Other than a period of marriage that I’ll touch on in a moment, I’ve been happily single from the moment I left my beloved parent’s home in 1972 and moved into a separate small house. They were only a block away, but I suddenly had a thrilling kind of freedom. Only my schedule. Comfort. Books. Music. Creativity. My own style of décor and possessions on display. My own actual space and place in the world. In every moment, I was able to be only the person I wanted to be and not compelled or deformed toward another person’s vision or expectations.
Yes, I was married for nine years, beginning at age 42 (and no children). I would say now, it was a marriage of deep friendship, and we’re still good friends. It seemed that getting married would stop the nagging thought in my own head that I “should” be married by now and so, let’s get on with it for everyone’s sake. It invoked that fear that I was becoming an “old butler” (I just made that up for the equivalent of an “old maid”). To family, I would always and forever be only “Uncle David” instead of something else. Something more. In hindsight, and with great respect for my former partner, I see now that I was always single at heart, deeply happiest on my own. I do not at all regret the experience. There were many positives as well as the inevitable negatives that made it’s furtherance impossible for me, but it also provided an internalized perspective to my present single life that I would not otherwise have had.
I know that I’m different. I’ve found my way to a kind of individualism that is freeing but uncommon. My philosophy of life is that of Castaneda’s shaman, don Juan, who advised that we should seek out a path with heart, for all paths lead to the same place. I seek out that “heart” so that my path is enjoyable and enriching and not a curse, imbuing it with meaning by my own actions. I’m constantly learning, creating art in diverse forms, pursuing certain deep levels of information, questioning orthodox history, traveling the world, and engaging in outright and authentic, sometimes dangerous, adventures. Even saying only this much just now begins to bring forth the problem. I’m not a selfish man, but because I am necessarily self-oriented, simply talking about my activities and interests to others can sound egotistical, narcissistic, or boasting, and that can and does easily backfire on me.
To make this more clear, I’m going to present here a brief sampling from my life to illustrate what I mean.

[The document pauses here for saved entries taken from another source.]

impl IblBaker {
    pub fn new(settings: BakeSettings) -> Self {
        Self { settings }
    }

    pub fn settings(&self) -> &BakeSettings {
        &self.settings
    }

    /// Irradiance, then specular, then BRDF LUT. Stops at the first error.
    pub fn bake<B: BakeBackend>(&self, backend: &mut B) -> Result<IblTextures<B::Texture>, SkyError> {
        self.settings.validate()?;
        log::info!(
            "Baking IBL maps: {}px faces, {} specular mips, {}px BRDF LUT",
            self.settings.face_size,
            self.settings.specular_mip_count(),
            self.settings.lut_size
        );

        let irradiance = self.bake_irradiance(backend)?;
        let specular = self.bake_specular(backend)?;
        let brdf_lut = self.bake_brdf_lut(backend)?;

        log::info!("IBL bake finished");
        Ok(IblTextures {
            irradiance,
            specular,
            brdf_lut,
            specular_mip_count: self.settings.specular_mip_count(),
        })
    }

    /// Diffuse convolution: one draw per face into a single-mip cube.
    pub fn bake_irradiance<B: BakeBackend>(&self, backend: &mut B) -> Result<B::Texture, SkyError> {
        self.settings.validate()?;
        let size = self.settings.face_size;
        let texture = backend.create_cube_target("IBL Irradiance", size, 1)?;

        let mut scope = StateScope::new(backend);
        for face in CubeFace::ALL {
            let target = scope.cube_face_target(&texture, face, 0)?;
            scope.bind_render_state(RenderState::offscreen(target, size, size));
            scope.draw_fullscreen(BakeProgram::Irradiance, &self.uniforms(face, 0, 0.0, size))?;
            scope.flush()?;
        }
        scope.release_targets();
        log::debug!("Irradiance cube baked ({size}px)");
        Ok(texture)
    }

    /// Specular convolution: every face of every mip, roughness rising with mip.
    pub fn bake_specular<B: BakeBackend>(&self, backend: &mut B) -> Result<B::Texture, SkyError> {
        self.settings.validate()?;
        let mip_count = self.settings.specular_mip_count();
        let texture =
            backend.create_cube_target("IBL Specular", self.settings.face_size, mip_count)?;

        let mut scope = StateScope::new(backend);
        for mip in 0..mip_count {
            let size = mip_face_size(self.settings.face_size, mip);
            let roughness = roughness_for_mip(mip, mip_count);
            for face in CubeFace::ALL {
                let target = scope.cube_face_target(&texture, face, mip)?;
                scope.bind_render_state(RenderState::offscreen(target, size, size));
                scope.draw_fullscreen(
                    BakeProgram::Specular,
                    &self.uniforms(face, mip, roughness, size),
                )?;
                scope.flush()?;
            }
            log::debug!("Specular mip {mip} baked ({size}px, roughness {roughness:.3})");
        }
        scope.release_targets();
        Ok(texture)
    }

    /// Split-sum BRDF integration into a square 2D table.
    pub fn bake_brdf_lut<B: BakeBackend>(&self, backend: &mut B) -> Result<B::Texture, SkyError> {
        self.settings.validate()?;
        let size = self.settings.lut_size;
        let texture = backend.create_2d_target("IBL BRDF LUT", size)?;

        let mut scope = StateScope::new(backend);
        let target = scope.texture_target(&texture)?;
        scope.bind_render_state(RenderState::offscreen(target, size, size));
        scope.draw_fullscreen(
            BakeProgram::BrdfLut,
            &self.uniforms(CubeFace::PositiveX, 0, 0.0, size),
        )?;
        scope.flush()?;
        scope.release_targets();
        log::debug!("BRDF LUT baked ({size}px)");
        Ok(texture)
    }

    fn uniforms(&self, face: CubeFace, mip: u32, roughness: f32, size: u32) -> BakeUniforms {
        BakeUniforms {
            face_index: face.index(),
            mip_level: mip,
            roughness,
            target_size: size as f32,
            sample_step_phi: self.settings.sample_step_phi,
            sample_step_theta: self.settings.sample_step_theta,
            _padding: [0.0; 2],
        }
    }
}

These are the kinds of things that represent me–that I would talk about and share with people, to see them enjoy the art and the stories with me, to learn for myself from their life experiences, and perhaps even to inspire them to follow their own “paths with heart,” but please understand that I would never blast anyone at any time with a list like this only to “show off.” It’s simply a rapid picture collage, one of many I could share, of who I am and what I’ve been doing as a single man for such a very long time.

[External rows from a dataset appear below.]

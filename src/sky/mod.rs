//! Environment sky and its baked image-based lighting.
//!
//! [`Sky::new`] uploads the six environment faces, runs the [`IblBaker`] on
//! the device and builds the pipeline that draws the environment behind the
//! scene. The baked maps are read-only afterwards and are sampled by every
//! PBR draw.
//!
//! ```ignore
//! let faces = CubeFaces::gradient(256, Vec3::new(0.3, 0.6, 0.4))?;
//! let sky = Sky::new(&gpu, &faces, BakeSettings::default(), &mut renderer)?;
//! ```

mod bake;
mod cubemap;
mod gpu_backend;
mod state;

pub use bake::{
    BakeBackend, BakeProgram, BakeSettings, BakeUniforms, IblBaker, IblTextures, mip_face_size,
    roughness_for_mip, specular_mip_count,
};
pub use cubemap::{
    CubeFace, CubeFaces, ENVIRONMENT_FORMAT, EnvironmentMap, FACE_COUNT, check_face_limit, validate_faces,
};
pub use gpu_backend::{GpuBakeBackend, GpuBakeTexture, IBL_FORMAT};
pub use state::{RenderState, RenderStateHost, StateScope, TargetId, Viewport};

use crate::camera::Camera;
use crate::error::Result;
use crate::gpu::{DEPTH_FORMAT, GpuContext};
use crate::mesh::{Mesh, Vertex3d};

#[repr(C)]
#[derive(Clone, Copy, bytemuck::Pod, bytemuck::Zeroable)]
struct SkyUniforms {
    view_projection: [[f32; 4]; 4],
}

/// The environment cube, its baked IBL maps, and the sky draw.
pub struct Sky {
    environment: EnvironmentMap,
    irradiance: wgpu::TextureView,
    specular: wgpu::TextureView,
    brdf_lut: wgpu::TextureView,
    specular_mip_count: u32,
    settings: BakeSettings,
    _baked: IblTextures<GpuBakeTexture>,
    cube: Mesh,
    pipeline: wgpu::RenderPipeline,
    uniform_buffer: wgpu::Buffer,
    bind_group: wgpu::BindGroup,
}

impl Sky {
    /// Uploads `faces` and bakes the IBL maps.
    ///
    /// `host` supplies the render state the bake must leave untouched; it is
    /// read before the first pass and rebound after the last.
    pub fn new(
        gpu: &GpuContext,
        faces: &CubeFaces,
        settings: BakeSettings,
        host: &mut impl RenderStateHost,
    ) -> Result<Self> {
        let environment = EnvironmentMap::upload(gpu, faces)?;
        log::info!("Environment cube uploaded ({}px faces)", environment.size());

        let ambient = host.render_state();
        let mut backend = GpuBakeBackend::new(gpu, &environment, ambient);
        let baked = IblBaker::new(settings).bake(&mut backend)?;
        let restored = backend.render_state();
        debug_assert_eq!(restored, ambient);
        host.bind_render_state(restored);

        let irradiance = baked.irradiance.sampling_view("IBL Irradiance View");
        let specular = baked.specular.sampling_view("IBL Specular View");
        let brdf_lut = baked.brdf_lut.sampling_view("IBL BRDF LUT View");

        let cube = Mesh::cube(gpu)?;
        let (pipeline, uniform_buffer, bind_group) = Self::create_pipeline(gpu, &environment);

        Ok(Self {
            environment,
            irradiance,
            specular,
            brdf_lut,
            specular_mip_count: baked.specular_mip_count,
            settings,
            _baked: baked,
            cube,
            pipeline,
            uniform_buffer,
            bind_group,
        })
    }

    fn create_pipeline(
        gpu: &GpuContext,
        environment: &EnvironmentMap,
    ) -> (wgpu::RenderPipeline, wgpu::Buffer, wgpu::BindGroup) {
        let device = &gpu.device;

        let shader = device.create_shader_module(wgpu::ShaderModuleDescriptor {
            label: Some("Sky Shader"),
            source: wgpu::ShaderSource::Wgsl(include_str!("../shaders/sky.wgsl").into()),
        });

        let uniform_buffer = device.create_buffer(&wgpu::BufferDescriptor {
            label: Some("Sky Uniforms"),
            size: std::mem::size_of::<SkyUniforms>() as u64,
            usage: wgpu::BufferUsages::UNIFORM | wgpu::BufferUsages::COPY_DST,
            mapped_at_creation: false,
        });

        let bind_group_layout = device.create_bind_group_layout(&wgpu::BindGroupLayoutDescriptor {
            label: Some("Sky Bind Group Layout"),
            entries: &[
                wgpu::BindGroupLayoutEntry {
                    binding: 0,
                    visibility: wgpu::ShaderStages::VERTEX,
                    ty: wgpu::BindingType::Buffer {
                        ty: wgpu::BufferBindingType::Uniform,
                        has_dynamic_offset: false,
                        min_binding_size: None,
                    },
                    count: None,
                },
                wgpu::BindGroupLayoutEntry {
                    binding: 1,
                    visibility: wgpu::ShaderStages::FRAGMENT,
                    ty: wgpu::BindingType::Texture {
                        sample_type: wgpu::TextureSampleType::Float { filterable: true },
                        view_dimension: wgpu::TextureViewDimension::Cube,
                        multisampled: false,
                    },
                    count: None,
                },
                wgpu::BindGroupLayoutEntry {
                    binding: 2,
                    visibility: wgpu::ShaderStages::FRAGMENT,
                    ty: wgpu::BindingType::Sampler(wgpu::SamplerBindingType::Filtering),
                    count: None,
                },
            ],
        });

        let bind_group = device.create_bind_group(&wgpu::BindGroupDescriptor {
            label: Some("Sky Bind Group"),
            layout: &bind_group_layout,
            entries: &[
                wgpu::BindGroupEntry {
                    binding: 0,
                    resource: uniform_buffer.as_entire_binding(),
                },
                wgpu::BindGroupEntry {
                    binding: 1,
                    resource: wgpu::BindingResource::TextureView(&environment.view),
                },
                wgpu::BindGroupEntry {
                    binding: 2,
                    resource: wgpu::BindingResource::Sampler(&environment.sampler),
                },
            ],
        });

        let pipeline_layout = device.create_pipeline_layout(&wgpu::PipelineLayoutDescriptor {
            label: Some("Sky Pipeline Layout"),
            bind_group_layouts: &[&bind_group_layout],
            push_constant_ranges: &[],
        });

        let pipeline = device.create_render_pipeline(&wgpu::RenderPipelineDescriptor {
            label: Some("Sky Pipeline"),
            layout: Some(&pipeline_layout),
            vertex: wgpu::VertexState {
                module: &shader,
                entry_point: Some("vs_sky"),
                buffers: &[Vertex3d::LAYOUT],
                compilation_options: Default::default(),
            },
            fragment: Some(wgpu::FragmentState {
                module: &shader,
                entry_point: Some("fs_sky"),
                targets: &[Some(wgpu::ColorTargetState {
                    format: gpu.config.format,
                    blend: Some(wgpu::BlendState::REPLACE),
                    write_mask: wgpu::ColorWrites::ALL,
                })],
                compilation_options: Default::default(),
            }),
            // The camera sits inside the cube, so keep the inner faces.
            primitive: wgpu::PrimitiveState {
                topology: wgpu::PrimitiveTopology::TriangleList,
                front_face: wgpu::FrontFace::Cw,
                cull_mode: Some(wgpu::Face::Front),
                ..Default::default()
            },
            depth_stencil: Some(wgpu::DepthStencilState {
                format: DEPTH_FORMAT,
                depth_write_enabled: false,
                depth_compare: wgpu::CompareFunction::LessEqual,
                stencil: wgpu::StencilState::default(),
                bias: wgpu::DepthBiasState::default(),
            }),
            multisample: wgpu::MultisampleState::default(),
            multiview: None,
            cache: None,
        });

        (pipeline, uniform_buffer, bind_group)
    }

    /// Diffuse irradiance cube (one mip).
    pub fn irradiance(&self) -> &wgpu::TextureView {
        &self.irradiance
    }

    /// Prefiltered specular cube; mip `i` holds roughness `i / (count - 1)`.
    pub fn specular(&self) -> &wgpu::TextureView {
        &self.specular
    }

    /// Split-sum BRDF table indexed by `(n.v, roughness)`.
    pub fn brdf_lut(&self) -> &wgpu::TextureView {
        &self.brdf_lut
    }

    /// Number of mips actually allocated in the specular cube.
    pub fn specular_mip_count(&self) -> u32 {
        self.specular_mip_count
    }

    pub fn settings(&self) -> &BakeSettings {
        &self.settings
    }

    pub fn environment(&self) -> &EnvironmentMap {
        &self.environment
    }

    /// Uploads the camera rotation for this frame's sky draw.
    pub fn prepare(&self, gpu: &GpuContext, camera: &Camera) {
        let uniforms = SkyUniforms {
            view_projection: (camera.projection() * camera.rotation_only_view()).to_cols_array_2d(),
        };
        gpu.queue
            .write_buffer(&self.uniform_buffer, 0, bytemuck::bytes_of(&uniforms));
    }

    /// Draws the sky. Call after opaque geometry so depth rejects covered pixels.
    pub fn draw(&self, pass: &mut wgpu::RenderPass<'_>) {
        pass.set_pipeline(&self.pipeline);
        pass.set_bind_group(0, &self.bind_group, &[]);
        self.cube.draw(pass);
    }
}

I travel and learn and create things. I’ve seen the world from the summit of the Matterhorn and quite a few other large mountains I’ve climbed on two continents. Earlier in life, I wrote and successfully self-published an influential and internationally distributed interpretational book on the New Testament. Later, I spent years researching the history of religion and authored a popular and optimistic website for people leaving Christianity. I’ve composed and performed award-winning music for films I’ve made, and to support my extensive travel photography. In the 80s, I co-produced the nationally syndicated Science Fiction Radio Show and interviewed most of the famous authors of that time like Ray Bradbury, and palled around a bit with a not-yet-famous George R. R. Martin. Just this year, I finished writing my own epic Science Fiction novel and I’ll self-publish it this Fall. I’ve traveled to the Upper Amazon twice to support and work with tribal and mestizo medicine people and the most powerful spirit medicines on Earth, including ayahuasca. Those ancient experiences–the most important thing I’ve ever done for myself–have been astonishing and life-altering. I’ve flown a sailplane and I make really nice wood-burned gourds. I just drove over 4,200 miles to remote Wyoming to see the total eclipse of the sun and capture the amazing event with five cameras, then disappeared, alone, into my beloved Utah canyon wildernesses for a while. I’ve hiked across a live volcano, mountain biked in the Andes, and danced with a masked Incan girl to panpipes under a cold blue moon at 10,000 feet. I’ve run my own video post-production business for the last ten years and have had great fun in my 45 year-long professional career in television and radio broadcasting making television spots and programs, graphics and animation. I’ve helped build several TV stations and studios from the ground up, and I’ve been on-the-air for the last decade as a live host for one of the nation’s best classical public radio stations.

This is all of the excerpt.